Task brief
Working through the lines below, return each one that holds "derive".
....
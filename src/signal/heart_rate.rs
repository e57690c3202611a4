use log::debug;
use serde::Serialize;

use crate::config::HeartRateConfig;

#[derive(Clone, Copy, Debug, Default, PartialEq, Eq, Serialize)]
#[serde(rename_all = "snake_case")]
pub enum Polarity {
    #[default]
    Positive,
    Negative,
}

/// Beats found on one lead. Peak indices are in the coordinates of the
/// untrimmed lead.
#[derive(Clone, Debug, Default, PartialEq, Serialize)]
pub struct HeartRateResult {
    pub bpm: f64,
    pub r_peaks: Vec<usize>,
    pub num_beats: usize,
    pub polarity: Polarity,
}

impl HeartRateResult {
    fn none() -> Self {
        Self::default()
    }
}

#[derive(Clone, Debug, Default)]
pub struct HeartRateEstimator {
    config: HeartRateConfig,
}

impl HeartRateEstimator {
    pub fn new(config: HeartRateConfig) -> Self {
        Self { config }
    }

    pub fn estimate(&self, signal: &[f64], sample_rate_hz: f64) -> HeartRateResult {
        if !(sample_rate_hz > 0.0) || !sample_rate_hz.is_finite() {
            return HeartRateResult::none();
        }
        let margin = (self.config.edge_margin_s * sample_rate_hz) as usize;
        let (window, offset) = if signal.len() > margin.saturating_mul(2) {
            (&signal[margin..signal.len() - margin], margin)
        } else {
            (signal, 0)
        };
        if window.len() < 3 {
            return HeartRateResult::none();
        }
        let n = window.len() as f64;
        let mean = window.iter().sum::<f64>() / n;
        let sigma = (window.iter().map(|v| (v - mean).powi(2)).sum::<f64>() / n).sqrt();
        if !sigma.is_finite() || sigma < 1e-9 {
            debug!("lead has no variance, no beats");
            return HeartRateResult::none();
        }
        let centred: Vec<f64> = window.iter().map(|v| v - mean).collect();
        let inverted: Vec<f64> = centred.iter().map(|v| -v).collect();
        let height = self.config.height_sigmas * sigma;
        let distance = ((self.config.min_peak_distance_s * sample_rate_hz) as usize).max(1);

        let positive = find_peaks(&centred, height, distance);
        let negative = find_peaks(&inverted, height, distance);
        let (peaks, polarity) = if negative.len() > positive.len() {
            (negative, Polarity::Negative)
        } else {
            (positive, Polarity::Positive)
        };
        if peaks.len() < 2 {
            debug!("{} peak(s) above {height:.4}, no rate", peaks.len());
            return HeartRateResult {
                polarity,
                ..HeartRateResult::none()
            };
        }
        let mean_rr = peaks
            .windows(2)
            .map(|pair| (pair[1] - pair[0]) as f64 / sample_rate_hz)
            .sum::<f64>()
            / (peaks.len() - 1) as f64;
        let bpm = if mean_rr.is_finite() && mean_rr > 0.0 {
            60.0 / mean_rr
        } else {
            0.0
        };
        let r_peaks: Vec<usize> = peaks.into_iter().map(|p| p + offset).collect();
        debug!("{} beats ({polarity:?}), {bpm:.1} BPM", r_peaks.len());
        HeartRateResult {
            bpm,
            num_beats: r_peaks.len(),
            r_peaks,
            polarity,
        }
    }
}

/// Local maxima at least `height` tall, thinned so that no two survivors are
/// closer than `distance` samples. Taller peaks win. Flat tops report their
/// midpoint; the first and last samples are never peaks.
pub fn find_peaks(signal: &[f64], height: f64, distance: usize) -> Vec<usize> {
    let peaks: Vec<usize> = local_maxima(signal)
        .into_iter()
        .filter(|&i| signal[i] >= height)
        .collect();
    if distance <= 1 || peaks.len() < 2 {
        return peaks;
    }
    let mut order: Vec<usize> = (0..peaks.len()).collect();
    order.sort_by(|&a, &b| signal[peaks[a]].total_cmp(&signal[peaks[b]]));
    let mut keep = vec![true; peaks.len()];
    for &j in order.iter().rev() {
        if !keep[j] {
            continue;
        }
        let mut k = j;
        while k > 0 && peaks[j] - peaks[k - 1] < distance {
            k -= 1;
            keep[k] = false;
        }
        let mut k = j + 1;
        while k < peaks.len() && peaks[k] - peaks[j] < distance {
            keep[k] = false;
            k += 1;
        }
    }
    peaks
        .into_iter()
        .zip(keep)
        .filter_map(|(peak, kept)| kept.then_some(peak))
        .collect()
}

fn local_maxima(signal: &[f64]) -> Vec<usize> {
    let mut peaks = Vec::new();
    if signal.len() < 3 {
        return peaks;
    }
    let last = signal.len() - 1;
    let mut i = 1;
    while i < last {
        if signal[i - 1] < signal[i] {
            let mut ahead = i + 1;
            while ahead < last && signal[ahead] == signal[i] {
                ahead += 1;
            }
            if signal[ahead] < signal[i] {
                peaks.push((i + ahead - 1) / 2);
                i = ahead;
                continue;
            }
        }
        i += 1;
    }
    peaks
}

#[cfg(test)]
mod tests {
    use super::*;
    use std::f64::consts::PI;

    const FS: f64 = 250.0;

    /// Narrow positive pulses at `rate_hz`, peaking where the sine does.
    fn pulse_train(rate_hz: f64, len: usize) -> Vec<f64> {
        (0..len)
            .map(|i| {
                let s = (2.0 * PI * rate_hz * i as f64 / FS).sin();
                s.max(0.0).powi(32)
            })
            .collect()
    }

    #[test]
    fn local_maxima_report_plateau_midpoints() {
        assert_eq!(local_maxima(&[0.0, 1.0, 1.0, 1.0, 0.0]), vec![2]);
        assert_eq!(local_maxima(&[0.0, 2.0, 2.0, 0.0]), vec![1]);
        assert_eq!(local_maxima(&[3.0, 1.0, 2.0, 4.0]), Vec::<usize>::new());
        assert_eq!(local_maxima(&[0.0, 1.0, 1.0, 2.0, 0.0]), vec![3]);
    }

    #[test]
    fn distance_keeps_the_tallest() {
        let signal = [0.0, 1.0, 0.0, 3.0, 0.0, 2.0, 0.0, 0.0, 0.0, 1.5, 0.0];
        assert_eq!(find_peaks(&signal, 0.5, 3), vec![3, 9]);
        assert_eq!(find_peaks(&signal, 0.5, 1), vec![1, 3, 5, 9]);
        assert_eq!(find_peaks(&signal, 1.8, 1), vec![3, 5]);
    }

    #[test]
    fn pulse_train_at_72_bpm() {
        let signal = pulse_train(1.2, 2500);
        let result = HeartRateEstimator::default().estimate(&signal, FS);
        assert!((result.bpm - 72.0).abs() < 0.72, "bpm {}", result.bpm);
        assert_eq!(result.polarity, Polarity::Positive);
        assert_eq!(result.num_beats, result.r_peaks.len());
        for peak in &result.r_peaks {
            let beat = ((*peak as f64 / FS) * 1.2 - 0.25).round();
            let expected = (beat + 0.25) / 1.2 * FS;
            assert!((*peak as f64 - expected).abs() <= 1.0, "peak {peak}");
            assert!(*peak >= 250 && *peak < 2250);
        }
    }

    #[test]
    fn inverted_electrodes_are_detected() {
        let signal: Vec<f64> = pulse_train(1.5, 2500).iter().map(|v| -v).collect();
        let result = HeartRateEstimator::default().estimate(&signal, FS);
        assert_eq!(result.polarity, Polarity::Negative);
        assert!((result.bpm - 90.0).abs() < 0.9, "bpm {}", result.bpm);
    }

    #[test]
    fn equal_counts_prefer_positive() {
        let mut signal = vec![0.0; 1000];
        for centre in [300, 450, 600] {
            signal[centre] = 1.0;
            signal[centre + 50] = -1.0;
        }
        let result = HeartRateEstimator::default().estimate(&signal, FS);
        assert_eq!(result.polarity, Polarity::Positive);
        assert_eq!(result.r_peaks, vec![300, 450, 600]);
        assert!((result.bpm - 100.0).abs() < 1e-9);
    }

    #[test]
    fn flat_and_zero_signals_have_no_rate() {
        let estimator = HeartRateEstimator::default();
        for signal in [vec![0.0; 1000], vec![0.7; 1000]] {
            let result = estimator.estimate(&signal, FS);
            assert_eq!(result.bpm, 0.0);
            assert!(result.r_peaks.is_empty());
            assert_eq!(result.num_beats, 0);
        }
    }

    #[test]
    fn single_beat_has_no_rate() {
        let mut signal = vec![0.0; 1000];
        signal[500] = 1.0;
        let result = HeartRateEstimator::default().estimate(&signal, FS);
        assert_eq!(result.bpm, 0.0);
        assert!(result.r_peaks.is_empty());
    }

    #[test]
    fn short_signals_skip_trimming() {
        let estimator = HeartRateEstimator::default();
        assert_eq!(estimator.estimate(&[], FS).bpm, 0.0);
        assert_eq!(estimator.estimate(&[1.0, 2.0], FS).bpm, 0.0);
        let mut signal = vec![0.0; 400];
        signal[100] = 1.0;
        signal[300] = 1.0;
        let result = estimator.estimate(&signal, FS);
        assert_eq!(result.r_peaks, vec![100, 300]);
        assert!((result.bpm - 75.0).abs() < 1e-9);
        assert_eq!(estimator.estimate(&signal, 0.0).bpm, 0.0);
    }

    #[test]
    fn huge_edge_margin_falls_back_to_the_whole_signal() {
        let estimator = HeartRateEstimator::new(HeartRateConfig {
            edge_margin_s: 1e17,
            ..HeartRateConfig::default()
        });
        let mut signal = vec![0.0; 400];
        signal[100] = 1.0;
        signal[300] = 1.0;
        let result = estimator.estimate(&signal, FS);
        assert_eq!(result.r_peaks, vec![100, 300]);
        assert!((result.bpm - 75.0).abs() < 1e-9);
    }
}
....
Expected answer
#[derive(Clone, Copy, Debug, Default, PartialEq, Eq, Serialize)]
#[derive(Clone, Debug, Default, PartialEq, Serialize)]
#[derive(Clone, Debug, Default)]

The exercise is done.